-- Task details --
In the records below, the lines from the one containing "the materialized owner." through the last are to be reproduced exactly and alone.

-- Saved entries --
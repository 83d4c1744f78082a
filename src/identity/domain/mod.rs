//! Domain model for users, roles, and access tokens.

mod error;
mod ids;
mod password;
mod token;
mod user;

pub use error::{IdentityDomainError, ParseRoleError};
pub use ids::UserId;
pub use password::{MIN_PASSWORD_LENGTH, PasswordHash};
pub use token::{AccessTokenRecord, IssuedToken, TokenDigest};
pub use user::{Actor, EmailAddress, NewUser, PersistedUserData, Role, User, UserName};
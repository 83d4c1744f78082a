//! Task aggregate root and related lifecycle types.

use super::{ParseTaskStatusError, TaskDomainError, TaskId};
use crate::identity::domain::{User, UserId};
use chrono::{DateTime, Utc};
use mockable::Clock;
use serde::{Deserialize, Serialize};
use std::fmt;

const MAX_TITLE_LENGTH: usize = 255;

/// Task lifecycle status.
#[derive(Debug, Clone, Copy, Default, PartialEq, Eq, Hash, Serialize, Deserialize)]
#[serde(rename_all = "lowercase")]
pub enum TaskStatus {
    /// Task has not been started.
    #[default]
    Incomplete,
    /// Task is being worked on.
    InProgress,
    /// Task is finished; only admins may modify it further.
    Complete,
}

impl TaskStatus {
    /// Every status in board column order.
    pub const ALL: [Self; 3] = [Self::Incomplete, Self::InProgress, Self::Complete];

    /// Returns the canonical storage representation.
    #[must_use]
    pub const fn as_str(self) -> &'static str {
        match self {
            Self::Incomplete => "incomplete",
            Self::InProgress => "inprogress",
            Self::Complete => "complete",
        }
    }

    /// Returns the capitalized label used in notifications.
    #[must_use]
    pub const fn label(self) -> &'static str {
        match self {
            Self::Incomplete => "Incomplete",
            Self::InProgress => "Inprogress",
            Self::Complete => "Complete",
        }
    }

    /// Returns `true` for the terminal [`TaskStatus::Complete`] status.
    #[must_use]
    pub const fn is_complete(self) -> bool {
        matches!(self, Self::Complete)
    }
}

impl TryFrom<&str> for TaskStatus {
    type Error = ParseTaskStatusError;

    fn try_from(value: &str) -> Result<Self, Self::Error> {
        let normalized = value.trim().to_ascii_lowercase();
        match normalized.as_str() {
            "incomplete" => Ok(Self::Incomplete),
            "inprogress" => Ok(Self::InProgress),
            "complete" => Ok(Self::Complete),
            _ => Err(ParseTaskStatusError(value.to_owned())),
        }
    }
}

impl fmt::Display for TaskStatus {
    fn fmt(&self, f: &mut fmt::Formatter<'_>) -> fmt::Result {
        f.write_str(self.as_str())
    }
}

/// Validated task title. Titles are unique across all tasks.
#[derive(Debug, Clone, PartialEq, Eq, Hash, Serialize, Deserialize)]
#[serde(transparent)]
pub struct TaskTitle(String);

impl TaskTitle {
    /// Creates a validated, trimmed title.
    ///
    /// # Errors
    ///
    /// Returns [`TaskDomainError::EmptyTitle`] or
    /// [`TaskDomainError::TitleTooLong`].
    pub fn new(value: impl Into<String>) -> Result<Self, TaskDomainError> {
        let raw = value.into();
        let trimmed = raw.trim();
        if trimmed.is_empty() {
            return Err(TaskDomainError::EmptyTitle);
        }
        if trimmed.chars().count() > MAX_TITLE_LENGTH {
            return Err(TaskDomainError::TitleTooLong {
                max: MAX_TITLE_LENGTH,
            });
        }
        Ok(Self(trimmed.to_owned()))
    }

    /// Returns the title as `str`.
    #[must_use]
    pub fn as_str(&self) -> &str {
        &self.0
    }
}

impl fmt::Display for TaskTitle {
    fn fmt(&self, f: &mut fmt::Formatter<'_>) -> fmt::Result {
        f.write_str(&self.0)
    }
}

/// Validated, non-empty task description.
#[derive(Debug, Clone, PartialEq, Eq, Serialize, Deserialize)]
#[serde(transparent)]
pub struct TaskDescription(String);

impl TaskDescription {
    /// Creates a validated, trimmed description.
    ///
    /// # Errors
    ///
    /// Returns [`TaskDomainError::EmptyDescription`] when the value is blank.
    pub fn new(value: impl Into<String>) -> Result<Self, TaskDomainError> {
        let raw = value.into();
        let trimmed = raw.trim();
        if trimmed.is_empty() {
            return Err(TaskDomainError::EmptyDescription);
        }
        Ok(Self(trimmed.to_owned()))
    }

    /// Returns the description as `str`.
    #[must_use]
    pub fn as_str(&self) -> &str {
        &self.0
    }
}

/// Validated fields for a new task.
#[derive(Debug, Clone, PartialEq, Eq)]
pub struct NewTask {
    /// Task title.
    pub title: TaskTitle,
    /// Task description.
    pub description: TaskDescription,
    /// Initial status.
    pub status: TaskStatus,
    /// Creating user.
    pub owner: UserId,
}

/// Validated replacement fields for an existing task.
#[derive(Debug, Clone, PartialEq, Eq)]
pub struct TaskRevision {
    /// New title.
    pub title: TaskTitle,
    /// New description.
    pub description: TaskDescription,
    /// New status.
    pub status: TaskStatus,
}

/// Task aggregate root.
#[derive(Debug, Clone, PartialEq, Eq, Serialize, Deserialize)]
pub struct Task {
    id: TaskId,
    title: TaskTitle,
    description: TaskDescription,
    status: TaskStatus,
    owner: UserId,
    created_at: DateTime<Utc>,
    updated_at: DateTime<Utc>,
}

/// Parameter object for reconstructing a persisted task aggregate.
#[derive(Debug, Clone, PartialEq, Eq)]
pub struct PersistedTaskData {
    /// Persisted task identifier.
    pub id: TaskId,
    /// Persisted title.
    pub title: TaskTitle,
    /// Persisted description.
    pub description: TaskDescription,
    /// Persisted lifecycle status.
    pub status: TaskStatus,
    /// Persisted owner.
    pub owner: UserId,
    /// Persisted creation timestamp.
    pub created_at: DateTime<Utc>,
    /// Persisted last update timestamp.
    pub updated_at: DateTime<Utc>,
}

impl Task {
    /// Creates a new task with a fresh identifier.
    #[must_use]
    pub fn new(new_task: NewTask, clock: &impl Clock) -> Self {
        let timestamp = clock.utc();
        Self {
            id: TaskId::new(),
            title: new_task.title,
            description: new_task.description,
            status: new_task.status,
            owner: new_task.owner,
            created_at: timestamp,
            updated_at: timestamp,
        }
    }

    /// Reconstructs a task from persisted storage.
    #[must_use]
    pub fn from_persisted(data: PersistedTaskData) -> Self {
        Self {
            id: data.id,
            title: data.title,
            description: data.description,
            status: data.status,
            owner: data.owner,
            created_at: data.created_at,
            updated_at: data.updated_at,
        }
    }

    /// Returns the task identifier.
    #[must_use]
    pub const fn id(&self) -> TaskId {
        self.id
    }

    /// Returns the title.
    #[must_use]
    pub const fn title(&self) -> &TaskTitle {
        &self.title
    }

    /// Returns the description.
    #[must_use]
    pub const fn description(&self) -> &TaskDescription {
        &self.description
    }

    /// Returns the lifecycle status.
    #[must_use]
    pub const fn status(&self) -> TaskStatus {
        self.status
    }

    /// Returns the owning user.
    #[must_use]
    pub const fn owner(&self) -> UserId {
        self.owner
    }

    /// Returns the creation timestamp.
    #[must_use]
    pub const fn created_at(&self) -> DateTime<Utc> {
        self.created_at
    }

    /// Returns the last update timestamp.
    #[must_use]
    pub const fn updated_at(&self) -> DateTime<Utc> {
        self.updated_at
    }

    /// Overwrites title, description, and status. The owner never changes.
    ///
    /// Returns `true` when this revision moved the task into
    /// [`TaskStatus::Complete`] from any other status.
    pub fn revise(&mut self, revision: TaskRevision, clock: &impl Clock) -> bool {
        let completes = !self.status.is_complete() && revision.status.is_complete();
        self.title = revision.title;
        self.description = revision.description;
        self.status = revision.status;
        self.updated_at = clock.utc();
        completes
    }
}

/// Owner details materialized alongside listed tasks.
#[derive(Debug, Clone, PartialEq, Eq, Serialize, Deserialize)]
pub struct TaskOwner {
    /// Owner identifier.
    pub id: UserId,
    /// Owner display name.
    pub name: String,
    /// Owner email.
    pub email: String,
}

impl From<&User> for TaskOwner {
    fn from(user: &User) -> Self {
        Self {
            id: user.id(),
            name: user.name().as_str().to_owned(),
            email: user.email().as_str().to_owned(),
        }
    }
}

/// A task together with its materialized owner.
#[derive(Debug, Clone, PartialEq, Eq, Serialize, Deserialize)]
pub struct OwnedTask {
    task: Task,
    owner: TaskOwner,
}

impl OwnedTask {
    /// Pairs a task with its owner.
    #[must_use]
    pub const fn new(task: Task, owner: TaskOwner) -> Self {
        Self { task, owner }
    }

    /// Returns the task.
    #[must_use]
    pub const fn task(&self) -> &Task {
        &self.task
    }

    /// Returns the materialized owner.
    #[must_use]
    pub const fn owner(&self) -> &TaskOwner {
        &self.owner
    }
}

-- Exercise solution --
    /// Returns the materialized owner.
    #[must_use]
    pub const fn owner(&self) -> &TaskOwner {
        &self.owner
    }
}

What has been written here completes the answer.